***** Supplied records
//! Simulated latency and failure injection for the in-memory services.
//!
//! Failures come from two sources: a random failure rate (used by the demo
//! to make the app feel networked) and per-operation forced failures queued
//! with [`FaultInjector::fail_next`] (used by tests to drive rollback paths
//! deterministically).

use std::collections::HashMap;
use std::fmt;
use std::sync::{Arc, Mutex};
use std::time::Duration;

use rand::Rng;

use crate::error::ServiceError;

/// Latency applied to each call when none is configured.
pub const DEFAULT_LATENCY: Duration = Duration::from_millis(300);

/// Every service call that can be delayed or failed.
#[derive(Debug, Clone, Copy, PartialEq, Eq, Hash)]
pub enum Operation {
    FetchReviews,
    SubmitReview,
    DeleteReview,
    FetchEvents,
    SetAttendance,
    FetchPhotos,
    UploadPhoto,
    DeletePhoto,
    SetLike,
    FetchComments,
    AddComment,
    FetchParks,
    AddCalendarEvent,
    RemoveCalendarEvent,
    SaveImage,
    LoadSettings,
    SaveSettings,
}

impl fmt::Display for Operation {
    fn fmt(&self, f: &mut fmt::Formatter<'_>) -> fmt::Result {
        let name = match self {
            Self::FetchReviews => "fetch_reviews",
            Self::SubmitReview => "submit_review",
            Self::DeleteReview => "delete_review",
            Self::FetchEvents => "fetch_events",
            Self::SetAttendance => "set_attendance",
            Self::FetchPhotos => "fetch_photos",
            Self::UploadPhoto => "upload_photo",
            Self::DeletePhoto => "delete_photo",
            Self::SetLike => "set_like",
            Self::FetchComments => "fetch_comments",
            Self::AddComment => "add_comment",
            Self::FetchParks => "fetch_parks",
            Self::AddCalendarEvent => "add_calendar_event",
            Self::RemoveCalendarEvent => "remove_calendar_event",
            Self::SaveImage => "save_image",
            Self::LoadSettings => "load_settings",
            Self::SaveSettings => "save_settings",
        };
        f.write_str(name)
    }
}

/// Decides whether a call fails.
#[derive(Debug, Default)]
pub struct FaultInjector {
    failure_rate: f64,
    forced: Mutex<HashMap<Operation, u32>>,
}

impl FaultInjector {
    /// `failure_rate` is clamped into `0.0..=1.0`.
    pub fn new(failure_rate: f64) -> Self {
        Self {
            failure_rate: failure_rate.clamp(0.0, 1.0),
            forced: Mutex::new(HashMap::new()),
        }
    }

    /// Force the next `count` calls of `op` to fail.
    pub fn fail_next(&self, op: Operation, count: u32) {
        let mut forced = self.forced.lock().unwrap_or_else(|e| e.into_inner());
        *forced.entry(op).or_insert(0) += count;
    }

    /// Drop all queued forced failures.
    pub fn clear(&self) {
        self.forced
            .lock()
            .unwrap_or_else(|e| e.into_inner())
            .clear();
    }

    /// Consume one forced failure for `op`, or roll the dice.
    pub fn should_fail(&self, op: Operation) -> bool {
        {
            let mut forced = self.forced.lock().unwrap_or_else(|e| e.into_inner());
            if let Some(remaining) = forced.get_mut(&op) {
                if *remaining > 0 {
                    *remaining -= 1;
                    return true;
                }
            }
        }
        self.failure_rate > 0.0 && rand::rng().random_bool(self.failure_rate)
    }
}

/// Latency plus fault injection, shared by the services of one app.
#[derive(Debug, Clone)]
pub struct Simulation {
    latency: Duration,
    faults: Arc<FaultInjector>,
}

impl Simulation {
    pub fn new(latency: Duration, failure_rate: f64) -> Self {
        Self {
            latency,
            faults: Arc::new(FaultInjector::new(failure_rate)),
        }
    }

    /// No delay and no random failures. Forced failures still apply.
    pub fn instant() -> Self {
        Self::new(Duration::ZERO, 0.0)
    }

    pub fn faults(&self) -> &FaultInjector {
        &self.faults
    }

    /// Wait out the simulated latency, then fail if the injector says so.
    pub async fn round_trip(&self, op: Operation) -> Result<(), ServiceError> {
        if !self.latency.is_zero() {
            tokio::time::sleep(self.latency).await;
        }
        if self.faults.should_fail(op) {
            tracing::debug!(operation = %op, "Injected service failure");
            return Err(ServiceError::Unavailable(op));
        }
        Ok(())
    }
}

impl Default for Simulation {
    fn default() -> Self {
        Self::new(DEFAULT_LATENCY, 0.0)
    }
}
**********
**The problem:** Retype the whole listing above, line for line and exactly.

**Reply:**
//! Simulated latency and failure injection for the in-memory services.
//!
//! Failures come from two sources: a random failure rate (used by the demo
//! to make the app feel networked) and per-operation forced failures queued
//! with [`FaultInjector::fail_next`] (used by tests to drive rollback paths
//! deterministically).

use std::collections::HashMap;
use std::fmt;
use std::sync::{Arc, Mutex};
use std::time::Duration;

use rand::Rng;

use crate::error::ServiceError;

/// Latency applied to each call when none is configured.
pub const DEFAULT_LATENCY: Duration = Duration::from_millis(300);

/// Every service call that can be delayed or failed.
#[derive(Debug, Clone, Copy, PartialEq, Eq, Hash)]
pub enum Operation {
    FetchReviews,
    SubmitReview,
    DeleteReview,
    FetchEvents,
    SetAttendance,
    FetchPhotos,
    UploadPhoto,
    DeletePhoto,
    SetLike,
    FetchComments,
    AddComment,
    FetchParks,
    AddCalendarEvent,
    RemoveCalendarEvent,
    SaveImage,
    LoadSettings,
    SaveSettings,
}

impl fmt::Display for Operation {
    fn fmt(&self, f: &mut fmt::Formatter<'_>) -> fmt::Result {
        let name = match self {
            Self::FetchReviews => "fetch_reviews",
            Self::SubmitReview => "submit_review",
            Self::DeleteReview => "delete_review",
            Self::FetchEvents => "fetch_events",
            Self::SetAttendance => "set_attendance",
            Self::FetchPhotos => "fetch_photos",
            Self::UploadPhoto => "upload_photo",
            Self::DeletePhoto => "delete_photo",
            Self::SetLike => "set_like",
            Self::FetchComments => "fetch_comments",
            Self::AddComment => "add_comment",
            Self::FetchParks => "fetch_parks",
            Self::AddCalendarEvent => "add_calendar_event",
            Self::RemoveCalendarEvent => "remove_calendar_event",
            Self::SaveImage => "save_image",
            Self::LoadSettings => "load_settings",
            Self::SaveSettings => "save_settings",
        };
        f.write_str(name)
    }
}

/// Decides whether a call fails.
#[derive(Debug, Default)]
pub struct FaultInjector {
    failure_rate: f64,
    forced: Mutex<HashMap<Operation, u32>>,
}

impl FaultInjector {
    /// `failure_rate` is clamped into `0.0..=1.0`.
    pub fn new(failure_rate: f64) -> Self {
        Self {
            failure_rate: failure_rate.clamp(0.0, 1.0),
            forced: Mutex::new(HashMap::new()),
        }
    }

    /// Force the next `count` calls of `op` to fail.
    pub fn fail_next(&self, op: Operation, count: u32) {
        let mut forced = self.forced.lock().unwrap_or_else(|e| e.into_inner());
        *forced.entry(op).or_insert(0) += count;
    }

    /// Drop all queued forced failures.
    pub fn clear(&self) {
        self.forced
            .lock()
            .unwrap_or_else(|e| e.into_inner())
            .clear();
    }

    /// Consume one forced failure for `op`, or roll the dice.
    pub fn should_fail(&self, op: Operation) -> bool {
        {
            let mut forced = self.forced.lock().unwrap_or_else(|e| e.into_inner());
            if let Some(remaining) = forced.get_mut(&op) {
                if *remaining > 0 {
                    *remaining -= 1;
                    return true;
                }
            }
        }
        self.failure_rate > 0.0 && rand::rng().random_bool(self.failure_rate)
    }
}

/// Latency plus fault injection, shared by the services of one app.
#[derive(Debug, Clone)]
pub struct Simulation {
    latency: Duration,
    faults: Arc<FaultInjector>,
}

impl Simulation {
    pub fn new(latency: Duration, failure_rate: f64) -> Self {
        Self {
            latency,
            faults: Arc::new(FaultInjector::new(failure_rate)),
        }
    }

    /// No delay and no random failures. Forced failures still apply.
    pub fn instant() -> Self {
        Self::new(Duration::ZERO, 0.0)
    }

    pub fn faults(&self) -> &FaultInjector {
        &self.faults
    }

    /// Wait out the simulated latency, then fail if the injector says so.
    pub async fn round_trip(&self, op: Operation) -> Result<(), ServiceError> {
        if !self.latency.is_zero() {
            tokio::time::sleep(self.latency).await;
        }
        if self.faults.should_fail(op) {
            tracing::debug!(operation = %op, "Injected service failure");
            return Err(ServiceError::Unavailable(op));
        }
        Ok(())
    }
}

impl Default for Simulation {
    fn default() -> Self {
        Self::new(DEFAULT_LATENCY, 0.0)
    }
}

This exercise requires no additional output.